WordPress Security Headers plugin version 0.9 released

I’ve updated the WordPress Security headers plugin.

Added support forĀ Referrer-Policy headers.

Some contributions from third parties including one that renamed the plugin “Security Headers” in the plugins list as there were two plug-ins listed as “HTTP Headers”.

There is a request to add Content Security Policies, any ideas on the best approach to making this vaguely useable to normal people, or people with lots of plugins, welcome on that support request.

Please report bugs or place feature requests on the support page.

2 thoughts on “WordPress Security Headers plugin version 0.9 released

  1. George Hughes

    Hello, Simon. I have previously used your plugin, and found it easy-to-use and stable, but wanted a bit more (sorry!) in exactly the areas – CSP, especially- that you are mulling over now.

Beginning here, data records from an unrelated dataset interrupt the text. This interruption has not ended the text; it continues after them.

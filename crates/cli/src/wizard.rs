//! Terminal front end of the workout entry wizard.

use anyhow::Result;
use colored::Colorize;
use diary_app::format;
use diary_domain::{Category, Outcome, Step, Wizard};
use dialoguer::{Input, MultiSelect, Select};

const CANCEL: &str = "Отмена";
const BACK: &str = "Назад";

#[derive(Debug, Clone, Copy, PartialEq, Eq)]
enum CaptureAction {
    Next,
    Edit,
    Heavier,
    Lighter,
    Add,
    Remove,
    Back,
    Cancel,
}

impl CaptureAction {
    const ALL: [CaptureAction; 8] = [
        CaptureAction::Next,
        CaptureAction::Edit,
        CaptureAction::Heavier,
        CaptureAction::Lighter,
        CaptureAction::Add,
        CaptureAction::Remove,
        CaptureAction::Back,
        CaptureAction::Cancel,
    ];

    fn label(self, last: bool) -> &'static str {
        match self {
            CaptureAction::Next if last => "К итогам",
            CaptureAction::Next => "Следующее упражнение",
            CaptureAction::Edit => "Изменить сет",
            CaptureAction::Heavier => "Вес +0.25 кг",
            CaptureAction::Lighter => "Вес -0.25 кг",
            CaptureAction::Add => "Добавить сет",
            CaptureAction::Remove => "Удалить сет",
            CaptureAction::Back => BACK,
            CaptureAction::Cancel => CANCEL,
        }
    }
}

/// Drives the wizard until the workout is saved or the entry is cancelled.
pub fn run(mut wizard: Wizard) -> Result<Option<Outcome>> {
    loop {
        match wizard.step() {
            Step::CategorySelection => {
                let categories = Category::iter().copied().collect::<Vec<_>>();
                let mut items = categories.iter().map(|c| c.label()).collect::<Vec<_>>();
                items.push(CANCEL);
                let choice = Select::new()
                    .with_prompt(format!("Тренировка на {}", wizard.date()))
                    .items(&items)
                    .default(0)
                    .interact()?;
                match categories.get(choice) {
                    Some(category) => wizard.select_category(*category)?,
                    None => {
                        wizard.cancel();
                        return Ok(None);
                    }
                }
            }
            Step::ExerciseSelection => select_exercises(&mut wizard)?,
            Step::ExerciseCapture(index) => {
                if !capture(&mut wizard, index)? {
                    wizard.cancel();
                    return Ok(None);
                }
            }
            Step::Summary => {
                println!("{}", wizard.category().label().bold());
                println!("{}", format::summary(&wizard.summary()));
                let choice = Select::new()
                    .items(&["Сохранить", "Изменить", CANCEL])
                    .default(0)
                    .interact()?;
                match choice {
                    0 => return Ok(Some(wizard.save()?)),
                    1 => wizard.revise()?,
                    _ => {
                        wizard.cancel();
                        return Ok(None);
                    }
                }
            }
        }
    }
}

fn select_exercises(wizard: &mut Wizard) -> Result<()> {
    let candidates = wizard.candidates().to_vec();
    let defaults = candidates
        .iter()
        .map(|name| wizard.is_selected(name))
        .collect::<Vec<_>>();
    let chosen = MultiSelect::new()
        .with_prompt(wizard.category().label())
        .items(&candidates)
        .defaults(&defaults)
        .interact()?;

    for (index, name) in candidates.iter().enumerate() {
        if chosen.contains(&index) != wizard.is_selected(name) {
            wizard.toggle_exercise(name)?;
        }
    }

    if wizard.selection().is_empty() {
        println!("{}", "Выберите хотя бы одно упражнение".yellow());
        let choice = Select::new()
            .items(&["Выбрать упражнения", BACK])
            .default(0)
            .interact()?;
        if choice == 1 {
            wizard.back()?;
        }
        return Ok(());
    }

    Ok(wizard.start_capture()?)
}

/// Returns `false` if the entry was cancelled.
fn capture(wizard: &mut Wizard, index: usize) -> Result<bool> {
    let count = wizard.selection().len();
    if let Some(name) = wizard.current_exercise() {
        println!("{} ({}/{count})", name.to_string().bold(), index + 1);
    }
    for (i, set) in wizard.sets().iter().enumerate() {
        println!("  {}", format::set(i, set, wizard.hint(i)));
    }

    let last = index + 1 == count;
    let items = CaptureAction::ALL
        .iter()
        .map(|action| action.label(last))
        .collect::<Vec<_>>();
    let choice = Select::new().items(&items).default(0).interact()?;

    match CaptureAction::ALL.get(choice).copied() {
        Some(CaptureAction::Next) => {
            if let Err(err) = wizard.next() {
                println!("{}", err.to_string().yellow());
            }
        }
        Some(CaptureAction::Edit) => {
            if let Some((i, set)) = select_set(wizard)?
                .and_then(|i| wizard.sets().get(i).map(|set| (i, *set)))
            {
                let weight: String = Input::new()
                    .with_prompt("Вес, кг")
                    .with_initial_text(set.weight.to_string())
                    .allow_empty(true)
                    .interact_text()?;
                wizard.input_weight(i, &weight)?;
                let reps: String = Input::new()
                    .with_prompt("Повторения")
                    .with_initial_text(set.reps.to_string())
                    .allow_empty(true)
                    .interact_text()?;
                wizard.input_reps(i, &reps)?;
            }
        }
        Some(action @ (CaptureAction::Heavier | CaptureAction::Lighter)) => {
            if let Some((i, set)) = select_set(wizard)?
                .and_then(|i| wizard.sets().get(i).map(|set| (i, *set)))
            {
                let weight = if action == CaptureAction::Heavier {
                    set.weight.step_up()
                } else {
                    set.weight.step_down()
                };
                wizard.set_weight(i, weight)?;
            }
        }
        Some(CaptureAction::Add) => wizard.add_set()?,
        Some(CaptureAction::Remove) => {
            if let Some(i) = select_set(wizard)? {
                wizard.remove_set(i)?;
            }
        }
        Some(CaptureAction::Back) => {
            if let Err(err) = wizard.back() {
                println!("{}", err.to_string().yellow());
            }
        }
        Some(CaptureAction::Cancel) | None => return Ok(false),
    }

    Ok(true)
}

fn select_set(wizard: &Wizard) -> Result<Option<usize>> {
    let items = wizard
        .sets()
        .iter()
        .enumerate()
        .map(|(i, set)| format::set(i, set, None))
        .collect::<Vec<_>>();
    Ok(Select::new()
        .with_prompt("Сет")
        .items(&items)
        .default(0)
        .interact_opt()?)
}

    With CSP, a non-techie like me would love to press one ‘analyser’ button and get a suggested basic CSP which could be applied straight away. I would also love strict HTTP-to-HTTPS redirects and secure flags on all cookies. HPKP, in my experience, is one thing that it is probably unfair to expect to ‘come out of a box.’ I would definitely pay for a plugin which delivered all or most of those.

    Reply
  2. Simon Waters Post author

    Thanks George,

    I agree a magic CSP button would be nice. However it is quite challenging as a feature to do well, and I would rather not do it, than do it badly.

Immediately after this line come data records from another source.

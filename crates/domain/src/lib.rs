#![warn(clippy::pedantic)]
#![allow(clippy::missing_errors_doc)]

pub mod app_data;
pub mod calendar;
pub mod catalog;
pub mod category;
pub mod error;
pub mod history;
pub mod name;
pub mod recommendation;
pub mod service;
pub mod training;
pub mod user;
pub mod wizard;
pub mod workout;

pub use app_data::{Action, AppData};
pub use calendar::week_dates;
pub use catalog::CustomExercises;
pub use category::{Category, CategoryError};
pub use error::{
    ActionError, AuthError, CatalogError, ReadError, ServiceError, StorageError, WizardError,
    WorkoutError, WriteError,
};
pub use name::{Name, NameError};
pub use recommendation::{PROGRESSION_INCREMENT, suggest_next_sets};
pub use service::{DataRepository, Service, SessionRepository};
pub use training::{Reps, RepsError, SetEntry, Weight, WeightError};
pub use user::User;
pub use wizard::{Outcome, SetHint, Step, Wizard};
pub use workout::{ExerciseEntry, Workout, WorkoutDraft, WorkoutID};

    The real benefits from CSP come from not having inline scripts and styles, if you allow these (and by default WordPress uses them so they would have to be allowed) then the main win is making it harder to use off the shelf attack tools like BeEF. It is probably possible to write inline javaScript that does bad things to WordPress, such as adding an admin user or editing the PHP, and polices allowing such JavaScript are of limited value.

    Also some of the plugins for CSP out there don’t address the admin interface correctly, and this is the place it is most needed, it is also the messiest place to do a CSP.

    I have found a few XSS issues in big WordPress plugins (including one from Automattic), so I know what I want to stop, and I haven’t figured out how to do that for WordPress.

    One could imagine some sort of big repository of hashes of good JavaScript for WordPress, but it would need to be updated for each release, and each plugin release, and that would be a mammoth undertaking. It may be easier to rewrite WordPress in a more modern fashion.

    Redirects and cookie flags are much more achievable, although by default WordPress does the right thing with session cookies, and using Strict Transport Security will protect the other cookies and do the redirects (although they might still be useful for minority browsers, and crawlers).